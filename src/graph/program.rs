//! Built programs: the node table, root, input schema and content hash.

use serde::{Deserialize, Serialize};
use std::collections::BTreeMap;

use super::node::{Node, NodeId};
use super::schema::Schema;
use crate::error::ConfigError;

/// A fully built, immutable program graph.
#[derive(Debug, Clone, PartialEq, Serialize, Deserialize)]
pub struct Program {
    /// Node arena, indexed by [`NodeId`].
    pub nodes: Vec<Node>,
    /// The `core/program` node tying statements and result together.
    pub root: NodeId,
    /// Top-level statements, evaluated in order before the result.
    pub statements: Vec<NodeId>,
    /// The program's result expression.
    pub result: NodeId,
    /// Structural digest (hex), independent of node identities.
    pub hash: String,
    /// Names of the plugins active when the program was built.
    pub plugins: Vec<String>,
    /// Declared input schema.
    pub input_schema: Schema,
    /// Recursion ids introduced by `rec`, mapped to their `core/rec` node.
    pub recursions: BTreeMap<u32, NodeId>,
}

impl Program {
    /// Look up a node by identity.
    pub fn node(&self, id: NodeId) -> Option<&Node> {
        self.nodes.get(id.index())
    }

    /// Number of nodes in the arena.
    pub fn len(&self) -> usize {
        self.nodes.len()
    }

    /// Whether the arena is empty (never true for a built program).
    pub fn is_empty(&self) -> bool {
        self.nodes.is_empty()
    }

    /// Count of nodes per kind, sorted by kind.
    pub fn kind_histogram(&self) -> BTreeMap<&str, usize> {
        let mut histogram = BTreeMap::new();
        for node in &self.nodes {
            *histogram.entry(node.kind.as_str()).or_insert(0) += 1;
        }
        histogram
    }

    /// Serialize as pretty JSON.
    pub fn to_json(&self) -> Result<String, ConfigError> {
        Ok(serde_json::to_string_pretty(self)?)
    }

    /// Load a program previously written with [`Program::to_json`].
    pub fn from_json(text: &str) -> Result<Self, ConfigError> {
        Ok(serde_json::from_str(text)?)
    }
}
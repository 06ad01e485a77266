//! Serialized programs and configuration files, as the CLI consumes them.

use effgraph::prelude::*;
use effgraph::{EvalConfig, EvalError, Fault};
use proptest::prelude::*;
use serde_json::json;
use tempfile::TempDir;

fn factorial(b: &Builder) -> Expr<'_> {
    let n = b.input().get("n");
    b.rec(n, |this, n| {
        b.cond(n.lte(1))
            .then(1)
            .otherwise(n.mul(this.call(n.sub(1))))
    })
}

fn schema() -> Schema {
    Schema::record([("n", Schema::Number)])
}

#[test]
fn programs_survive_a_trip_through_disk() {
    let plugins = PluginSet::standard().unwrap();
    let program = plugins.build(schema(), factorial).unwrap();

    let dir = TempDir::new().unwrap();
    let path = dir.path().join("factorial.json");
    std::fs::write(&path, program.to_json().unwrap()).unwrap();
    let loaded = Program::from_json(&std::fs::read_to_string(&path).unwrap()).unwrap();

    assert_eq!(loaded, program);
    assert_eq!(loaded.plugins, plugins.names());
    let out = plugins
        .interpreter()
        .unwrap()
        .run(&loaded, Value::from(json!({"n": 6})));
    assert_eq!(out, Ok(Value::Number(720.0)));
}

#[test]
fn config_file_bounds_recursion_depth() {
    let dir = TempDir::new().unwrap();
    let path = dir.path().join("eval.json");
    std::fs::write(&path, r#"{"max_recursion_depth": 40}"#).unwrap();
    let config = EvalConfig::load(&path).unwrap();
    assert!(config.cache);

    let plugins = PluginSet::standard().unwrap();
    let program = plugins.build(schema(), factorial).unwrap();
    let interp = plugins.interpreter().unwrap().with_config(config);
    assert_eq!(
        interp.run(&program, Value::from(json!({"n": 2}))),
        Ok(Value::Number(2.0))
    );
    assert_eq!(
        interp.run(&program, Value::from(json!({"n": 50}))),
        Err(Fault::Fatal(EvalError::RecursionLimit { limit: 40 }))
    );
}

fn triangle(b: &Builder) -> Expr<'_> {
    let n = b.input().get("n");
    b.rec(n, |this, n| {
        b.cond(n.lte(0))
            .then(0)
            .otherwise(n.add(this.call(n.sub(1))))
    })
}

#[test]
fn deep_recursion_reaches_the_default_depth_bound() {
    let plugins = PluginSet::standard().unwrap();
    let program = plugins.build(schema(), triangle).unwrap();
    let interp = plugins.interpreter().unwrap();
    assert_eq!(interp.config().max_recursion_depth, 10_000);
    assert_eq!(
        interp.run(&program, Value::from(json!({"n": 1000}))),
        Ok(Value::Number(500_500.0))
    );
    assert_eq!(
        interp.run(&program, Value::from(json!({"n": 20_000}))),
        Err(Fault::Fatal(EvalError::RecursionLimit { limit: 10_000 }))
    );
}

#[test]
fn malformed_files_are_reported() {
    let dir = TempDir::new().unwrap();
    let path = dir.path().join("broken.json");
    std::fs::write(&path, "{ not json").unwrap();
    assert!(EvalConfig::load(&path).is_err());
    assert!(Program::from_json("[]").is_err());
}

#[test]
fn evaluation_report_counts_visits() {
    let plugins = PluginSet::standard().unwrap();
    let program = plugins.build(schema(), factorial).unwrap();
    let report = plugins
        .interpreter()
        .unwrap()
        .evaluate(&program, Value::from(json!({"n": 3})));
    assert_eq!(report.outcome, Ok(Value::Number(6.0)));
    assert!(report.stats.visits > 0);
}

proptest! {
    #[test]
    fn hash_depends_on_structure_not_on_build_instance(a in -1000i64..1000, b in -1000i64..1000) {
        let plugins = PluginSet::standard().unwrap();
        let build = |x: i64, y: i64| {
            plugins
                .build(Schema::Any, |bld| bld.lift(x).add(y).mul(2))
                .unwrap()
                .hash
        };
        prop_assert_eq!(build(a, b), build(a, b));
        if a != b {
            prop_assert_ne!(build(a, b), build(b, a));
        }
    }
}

◆ Task requirements:
Which lines in the entries above contain "text"? Pull each of them out.

◆ Task answer:
    pub fn from_json(text: &str) -> Result<Self, ConfigError> {
        Ok(serde_json::from_str(text)?)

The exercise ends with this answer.